* _WHAT TO WORK ON_:
Lines from the material below that hold the string "Define" are what is needed; copy each of them.
SOURCE DATA: Begin
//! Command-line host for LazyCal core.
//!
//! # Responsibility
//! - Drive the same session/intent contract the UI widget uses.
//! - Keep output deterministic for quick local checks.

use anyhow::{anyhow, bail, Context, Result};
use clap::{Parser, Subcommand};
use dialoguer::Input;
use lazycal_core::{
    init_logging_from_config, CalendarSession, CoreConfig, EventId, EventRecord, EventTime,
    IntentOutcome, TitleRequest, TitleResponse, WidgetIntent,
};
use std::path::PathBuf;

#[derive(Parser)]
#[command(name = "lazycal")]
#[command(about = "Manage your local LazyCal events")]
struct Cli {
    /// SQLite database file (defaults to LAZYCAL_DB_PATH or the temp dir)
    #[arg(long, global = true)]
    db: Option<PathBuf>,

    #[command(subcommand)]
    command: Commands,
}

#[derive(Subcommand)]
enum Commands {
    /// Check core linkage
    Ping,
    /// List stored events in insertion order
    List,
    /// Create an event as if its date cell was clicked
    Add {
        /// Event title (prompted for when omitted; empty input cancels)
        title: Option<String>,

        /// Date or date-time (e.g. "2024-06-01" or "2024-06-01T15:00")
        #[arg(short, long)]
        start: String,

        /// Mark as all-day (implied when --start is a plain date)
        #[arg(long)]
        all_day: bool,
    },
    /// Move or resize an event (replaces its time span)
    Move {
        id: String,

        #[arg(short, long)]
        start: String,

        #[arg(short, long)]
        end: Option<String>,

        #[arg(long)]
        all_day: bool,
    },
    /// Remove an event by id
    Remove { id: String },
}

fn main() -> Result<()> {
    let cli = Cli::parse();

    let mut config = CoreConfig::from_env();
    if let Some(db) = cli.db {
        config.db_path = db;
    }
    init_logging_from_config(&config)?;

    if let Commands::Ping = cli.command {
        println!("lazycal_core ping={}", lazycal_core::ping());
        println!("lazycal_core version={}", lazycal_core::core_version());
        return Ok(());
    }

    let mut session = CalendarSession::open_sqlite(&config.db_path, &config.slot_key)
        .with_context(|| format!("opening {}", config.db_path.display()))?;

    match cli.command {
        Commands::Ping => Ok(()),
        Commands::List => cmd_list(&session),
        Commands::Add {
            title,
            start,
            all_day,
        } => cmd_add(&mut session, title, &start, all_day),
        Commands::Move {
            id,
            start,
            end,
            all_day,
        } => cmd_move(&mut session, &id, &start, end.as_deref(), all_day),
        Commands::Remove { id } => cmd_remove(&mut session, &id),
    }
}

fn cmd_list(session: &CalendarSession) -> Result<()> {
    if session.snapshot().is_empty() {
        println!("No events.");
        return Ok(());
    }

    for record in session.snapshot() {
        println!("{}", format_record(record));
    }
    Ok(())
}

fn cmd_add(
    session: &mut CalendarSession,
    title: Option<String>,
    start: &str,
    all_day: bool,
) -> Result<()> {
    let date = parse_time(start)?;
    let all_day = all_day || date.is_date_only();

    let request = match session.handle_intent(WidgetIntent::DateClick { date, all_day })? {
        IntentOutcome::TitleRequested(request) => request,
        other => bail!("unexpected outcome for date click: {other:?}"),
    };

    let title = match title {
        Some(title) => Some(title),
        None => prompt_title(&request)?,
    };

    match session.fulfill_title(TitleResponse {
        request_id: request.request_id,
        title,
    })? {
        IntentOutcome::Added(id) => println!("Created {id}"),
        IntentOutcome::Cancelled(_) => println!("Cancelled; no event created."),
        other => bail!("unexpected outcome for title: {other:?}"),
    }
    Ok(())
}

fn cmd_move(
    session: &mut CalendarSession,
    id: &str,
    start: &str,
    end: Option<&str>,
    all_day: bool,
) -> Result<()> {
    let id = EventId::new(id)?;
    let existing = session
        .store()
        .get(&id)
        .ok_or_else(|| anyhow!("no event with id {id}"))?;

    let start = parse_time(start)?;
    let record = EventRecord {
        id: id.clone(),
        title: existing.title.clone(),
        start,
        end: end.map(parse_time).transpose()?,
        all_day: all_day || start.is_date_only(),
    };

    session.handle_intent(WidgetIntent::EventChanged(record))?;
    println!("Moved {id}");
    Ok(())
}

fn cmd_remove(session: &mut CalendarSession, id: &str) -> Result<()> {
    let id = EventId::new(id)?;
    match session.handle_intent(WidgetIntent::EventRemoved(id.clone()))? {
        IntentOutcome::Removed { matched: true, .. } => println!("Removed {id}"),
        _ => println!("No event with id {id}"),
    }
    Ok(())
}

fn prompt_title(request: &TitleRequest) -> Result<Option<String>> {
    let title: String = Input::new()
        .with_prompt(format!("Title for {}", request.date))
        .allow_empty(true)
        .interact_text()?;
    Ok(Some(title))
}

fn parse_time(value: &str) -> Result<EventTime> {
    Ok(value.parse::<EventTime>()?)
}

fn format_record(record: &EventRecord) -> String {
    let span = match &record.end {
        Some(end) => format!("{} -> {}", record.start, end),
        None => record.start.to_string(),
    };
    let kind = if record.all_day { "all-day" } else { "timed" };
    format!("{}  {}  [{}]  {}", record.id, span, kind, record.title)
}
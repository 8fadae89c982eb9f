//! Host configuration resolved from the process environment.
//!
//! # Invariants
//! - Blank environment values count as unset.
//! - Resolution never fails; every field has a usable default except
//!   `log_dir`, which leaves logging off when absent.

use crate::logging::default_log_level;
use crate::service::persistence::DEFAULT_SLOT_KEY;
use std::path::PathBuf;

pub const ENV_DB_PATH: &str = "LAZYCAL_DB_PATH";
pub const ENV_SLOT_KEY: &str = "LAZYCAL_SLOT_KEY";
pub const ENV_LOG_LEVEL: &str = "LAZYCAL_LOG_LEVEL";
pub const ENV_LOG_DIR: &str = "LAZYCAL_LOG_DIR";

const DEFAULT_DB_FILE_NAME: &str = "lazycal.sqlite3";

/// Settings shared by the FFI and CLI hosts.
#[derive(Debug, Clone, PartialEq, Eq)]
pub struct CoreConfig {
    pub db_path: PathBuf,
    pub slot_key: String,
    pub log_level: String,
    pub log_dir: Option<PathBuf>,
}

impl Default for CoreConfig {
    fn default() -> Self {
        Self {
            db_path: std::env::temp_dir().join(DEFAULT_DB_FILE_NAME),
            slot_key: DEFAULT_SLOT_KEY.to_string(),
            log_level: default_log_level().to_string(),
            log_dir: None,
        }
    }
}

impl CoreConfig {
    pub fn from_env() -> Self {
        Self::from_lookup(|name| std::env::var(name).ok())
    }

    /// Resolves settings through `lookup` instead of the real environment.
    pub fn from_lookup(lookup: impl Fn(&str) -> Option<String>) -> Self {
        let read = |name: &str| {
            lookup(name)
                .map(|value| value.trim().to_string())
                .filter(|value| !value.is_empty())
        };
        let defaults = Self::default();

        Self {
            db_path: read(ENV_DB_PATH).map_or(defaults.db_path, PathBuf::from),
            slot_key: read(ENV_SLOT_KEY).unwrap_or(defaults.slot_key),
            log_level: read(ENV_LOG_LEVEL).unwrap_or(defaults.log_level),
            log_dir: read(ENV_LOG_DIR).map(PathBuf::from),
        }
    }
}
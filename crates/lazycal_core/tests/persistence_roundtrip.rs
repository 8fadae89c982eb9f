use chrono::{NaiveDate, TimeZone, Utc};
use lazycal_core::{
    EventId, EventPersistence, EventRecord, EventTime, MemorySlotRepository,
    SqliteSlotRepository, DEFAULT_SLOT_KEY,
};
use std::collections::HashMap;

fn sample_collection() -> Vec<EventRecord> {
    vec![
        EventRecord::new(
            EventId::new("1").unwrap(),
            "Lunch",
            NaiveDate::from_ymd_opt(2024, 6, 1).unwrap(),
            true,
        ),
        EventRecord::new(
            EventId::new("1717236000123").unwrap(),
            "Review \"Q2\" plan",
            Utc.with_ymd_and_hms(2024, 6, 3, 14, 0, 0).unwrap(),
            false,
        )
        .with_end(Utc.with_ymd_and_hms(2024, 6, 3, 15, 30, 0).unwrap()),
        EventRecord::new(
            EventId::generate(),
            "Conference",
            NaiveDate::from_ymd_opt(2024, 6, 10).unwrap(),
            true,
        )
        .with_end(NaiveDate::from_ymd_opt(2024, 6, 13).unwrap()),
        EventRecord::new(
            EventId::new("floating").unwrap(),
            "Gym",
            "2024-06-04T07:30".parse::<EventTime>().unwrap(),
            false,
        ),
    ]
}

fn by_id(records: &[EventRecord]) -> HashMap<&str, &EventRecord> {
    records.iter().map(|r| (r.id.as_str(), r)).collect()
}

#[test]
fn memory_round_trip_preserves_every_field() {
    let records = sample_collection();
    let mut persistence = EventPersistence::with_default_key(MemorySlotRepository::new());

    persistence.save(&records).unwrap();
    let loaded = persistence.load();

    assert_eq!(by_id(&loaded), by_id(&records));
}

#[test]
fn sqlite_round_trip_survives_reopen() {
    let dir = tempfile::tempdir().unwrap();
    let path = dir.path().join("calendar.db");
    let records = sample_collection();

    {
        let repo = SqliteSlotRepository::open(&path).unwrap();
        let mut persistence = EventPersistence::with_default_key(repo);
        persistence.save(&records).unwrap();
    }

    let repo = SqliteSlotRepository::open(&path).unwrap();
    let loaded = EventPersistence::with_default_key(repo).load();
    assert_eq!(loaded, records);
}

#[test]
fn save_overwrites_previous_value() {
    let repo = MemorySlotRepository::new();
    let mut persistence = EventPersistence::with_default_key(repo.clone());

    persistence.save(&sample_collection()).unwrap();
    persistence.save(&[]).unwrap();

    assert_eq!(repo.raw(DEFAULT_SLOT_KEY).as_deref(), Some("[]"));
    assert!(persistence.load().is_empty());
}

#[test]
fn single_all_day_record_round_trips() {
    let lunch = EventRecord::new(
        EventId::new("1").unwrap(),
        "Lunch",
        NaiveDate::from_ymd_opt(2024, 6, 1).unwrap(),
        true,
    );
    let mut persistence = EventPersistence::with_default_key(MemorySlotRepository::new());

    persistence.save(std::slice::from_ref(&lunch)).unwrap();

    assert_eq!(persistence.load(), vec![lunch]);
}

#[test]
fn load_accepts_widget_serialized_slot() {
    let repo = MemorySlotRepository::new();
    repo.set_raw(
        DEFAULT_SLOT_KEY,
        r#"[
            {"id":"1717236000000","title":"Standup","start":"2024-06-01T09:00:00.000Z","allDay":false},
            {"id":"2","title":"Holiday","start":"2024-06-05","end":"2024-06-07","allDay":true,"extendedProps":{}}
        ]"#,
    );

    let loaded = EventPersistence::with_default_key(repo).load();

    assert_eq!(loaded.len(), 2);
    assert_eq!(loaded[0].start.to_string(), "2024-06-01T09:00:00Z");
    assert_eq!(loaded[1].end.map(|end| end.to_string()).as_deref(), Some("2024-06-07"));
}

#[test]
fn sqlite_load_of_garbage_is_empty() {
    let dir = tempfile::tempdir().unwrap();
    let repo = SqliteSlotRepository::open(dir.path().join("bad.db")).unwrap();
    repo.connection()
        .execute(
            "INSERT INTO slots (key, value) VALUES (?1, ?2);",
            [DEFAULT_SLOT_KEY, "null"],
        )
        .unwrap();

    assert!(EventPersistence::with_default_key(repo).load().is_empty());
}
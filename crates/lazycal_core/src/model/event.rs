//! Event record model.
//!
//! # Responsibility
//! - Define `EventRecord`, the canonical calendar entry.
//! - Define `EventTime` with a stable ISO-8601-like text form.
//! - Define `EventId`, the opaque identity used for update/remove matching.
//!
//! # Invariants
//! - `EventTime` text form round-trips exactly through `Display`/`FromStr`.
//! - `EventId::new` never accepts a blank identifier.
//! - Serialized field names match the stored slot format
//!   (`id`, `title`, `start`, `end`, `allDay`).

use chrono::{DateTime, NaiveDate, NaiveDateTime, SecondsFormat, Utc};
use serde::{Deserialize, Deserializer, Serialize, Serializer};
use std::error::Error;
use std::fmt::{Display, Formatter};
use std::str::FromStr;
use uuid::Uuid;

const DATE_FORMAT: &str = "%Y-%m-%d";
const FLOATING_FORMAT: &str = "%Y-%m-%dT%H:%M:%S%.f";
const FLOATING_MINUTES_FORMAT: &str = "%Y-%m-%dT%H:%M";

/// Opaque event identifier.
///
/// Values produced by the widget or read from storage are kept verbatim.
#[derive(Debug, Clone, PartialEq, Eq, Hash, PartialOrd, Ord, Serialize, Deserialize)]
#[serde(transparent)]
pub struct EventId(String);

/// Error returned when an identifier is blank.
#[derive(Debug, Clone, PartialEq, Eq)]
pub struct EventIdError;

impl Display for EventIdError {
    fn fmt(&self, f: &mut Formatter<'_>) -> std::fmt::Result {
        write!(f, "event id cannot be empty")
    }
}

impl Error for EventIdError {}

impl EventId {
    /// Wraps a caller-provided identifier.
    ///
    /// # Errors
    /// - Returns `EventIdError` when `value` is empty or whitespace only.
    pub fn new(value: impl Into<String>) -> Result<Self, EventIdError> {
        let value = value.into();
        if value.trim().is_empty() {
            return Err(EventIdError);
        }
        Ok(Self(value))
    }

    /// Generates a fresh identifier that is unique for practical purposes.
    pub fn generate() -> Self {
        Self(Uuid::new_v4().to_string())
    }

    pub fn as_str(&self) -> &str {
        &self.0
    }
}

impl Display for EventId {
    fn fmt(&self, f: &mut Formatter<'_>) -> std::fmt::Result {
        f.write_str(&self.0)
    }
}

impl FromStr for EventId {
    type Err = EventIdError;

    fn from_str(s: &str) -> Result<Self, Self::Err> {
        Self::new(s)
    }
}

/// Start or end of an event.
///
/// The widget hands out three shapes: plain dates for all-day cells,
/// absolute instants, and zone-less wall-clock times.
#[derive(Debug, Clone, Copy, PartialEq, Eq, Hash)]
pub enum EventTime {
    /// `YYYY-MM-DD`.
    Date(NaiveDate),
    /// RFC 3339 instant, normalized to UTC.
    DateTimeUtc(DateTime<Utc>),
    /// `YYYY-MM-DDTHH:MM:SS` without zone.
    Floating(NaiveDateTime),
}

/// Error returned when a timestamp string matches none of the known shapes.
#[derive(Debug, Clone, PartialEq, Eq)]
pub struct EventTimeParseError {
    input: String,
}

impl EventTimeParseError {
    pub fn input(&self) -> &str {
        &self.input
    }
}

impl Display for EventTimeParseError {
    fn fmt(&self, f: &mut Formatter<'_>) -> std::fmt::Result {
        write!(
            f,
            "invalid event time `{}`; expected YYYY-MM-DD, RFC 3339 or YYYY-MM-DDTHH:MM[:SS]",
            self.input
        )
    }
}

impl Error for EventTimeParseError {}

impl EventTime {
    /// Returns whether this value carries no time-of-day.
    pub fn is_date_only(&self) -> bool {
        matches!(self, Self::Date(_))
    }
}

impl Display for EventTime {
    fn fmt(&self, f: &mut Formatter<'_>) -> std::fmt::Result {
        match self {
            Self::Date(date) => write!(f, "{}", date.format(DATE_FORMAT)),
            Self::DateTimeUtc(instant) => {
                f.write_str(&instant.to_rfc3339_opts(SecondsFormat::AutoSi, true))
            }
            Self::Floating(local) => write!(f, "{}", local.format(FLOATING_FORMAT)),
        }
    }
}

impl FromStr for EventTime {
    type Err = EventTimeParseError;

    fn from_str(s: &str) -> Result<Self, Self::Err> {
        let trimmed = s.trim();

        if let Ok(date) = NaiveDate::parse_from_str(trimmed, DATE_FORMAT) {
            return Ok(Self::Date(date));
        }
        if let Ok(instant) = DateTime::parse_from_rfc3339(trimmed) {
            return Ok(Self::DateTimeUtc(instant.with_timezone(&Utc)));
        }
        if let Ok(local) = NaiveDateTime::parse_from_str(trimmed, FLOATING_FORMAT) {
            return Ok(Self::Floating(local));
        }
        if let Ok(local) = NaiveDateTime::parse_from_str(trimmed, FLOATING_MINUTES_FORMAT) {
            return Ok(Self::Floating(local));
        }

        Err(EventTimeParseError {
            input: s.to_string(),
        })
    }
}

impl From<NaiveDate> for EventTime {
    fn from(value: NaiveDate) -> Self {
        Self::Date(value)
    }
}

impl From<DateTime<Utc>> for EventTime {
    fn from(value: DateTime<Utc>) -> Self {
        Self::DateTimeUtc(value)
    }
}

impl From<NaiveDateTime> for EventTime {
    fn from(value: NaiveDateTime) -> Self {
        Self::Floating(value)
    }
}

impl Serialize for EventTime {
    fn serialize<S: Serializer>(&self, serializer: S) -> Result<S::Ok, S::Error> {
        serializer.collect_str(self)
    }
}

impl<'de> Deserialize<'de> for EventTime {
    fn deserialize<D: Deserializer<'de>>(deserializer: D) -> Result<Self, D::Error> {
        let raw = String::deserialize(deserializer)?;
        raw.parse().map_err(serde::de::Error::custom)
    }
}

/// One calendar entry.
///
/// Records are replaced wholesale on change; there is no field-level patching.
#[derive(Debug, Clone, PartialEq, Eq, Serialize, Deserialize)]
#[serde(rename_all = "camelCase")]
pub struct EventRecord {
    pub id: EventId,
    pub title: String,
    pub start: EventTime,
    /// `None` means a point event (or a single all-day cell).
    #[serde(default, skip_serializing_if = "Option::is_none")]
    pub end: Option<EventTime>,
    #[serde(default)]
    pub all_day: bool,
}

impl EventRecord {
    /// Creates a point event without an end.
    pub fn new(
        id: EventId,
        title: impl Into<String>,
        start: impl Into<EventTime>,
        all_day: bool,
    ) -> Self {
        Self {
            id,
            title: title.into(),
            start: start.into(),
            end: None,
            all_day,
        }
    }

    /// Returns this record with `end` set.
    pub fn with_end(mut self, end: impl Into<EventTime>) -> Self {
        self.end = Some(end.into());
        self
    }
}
SOURCE DATA: End
* _TASK SOLUTION_:
//! - Define `EventRecord`, the canonical calendar entry.
//! - Define `EventTime` with a stable ISO-8601-like text form.
//! - Define `EventId`, the opaque identity used for update/remove matching.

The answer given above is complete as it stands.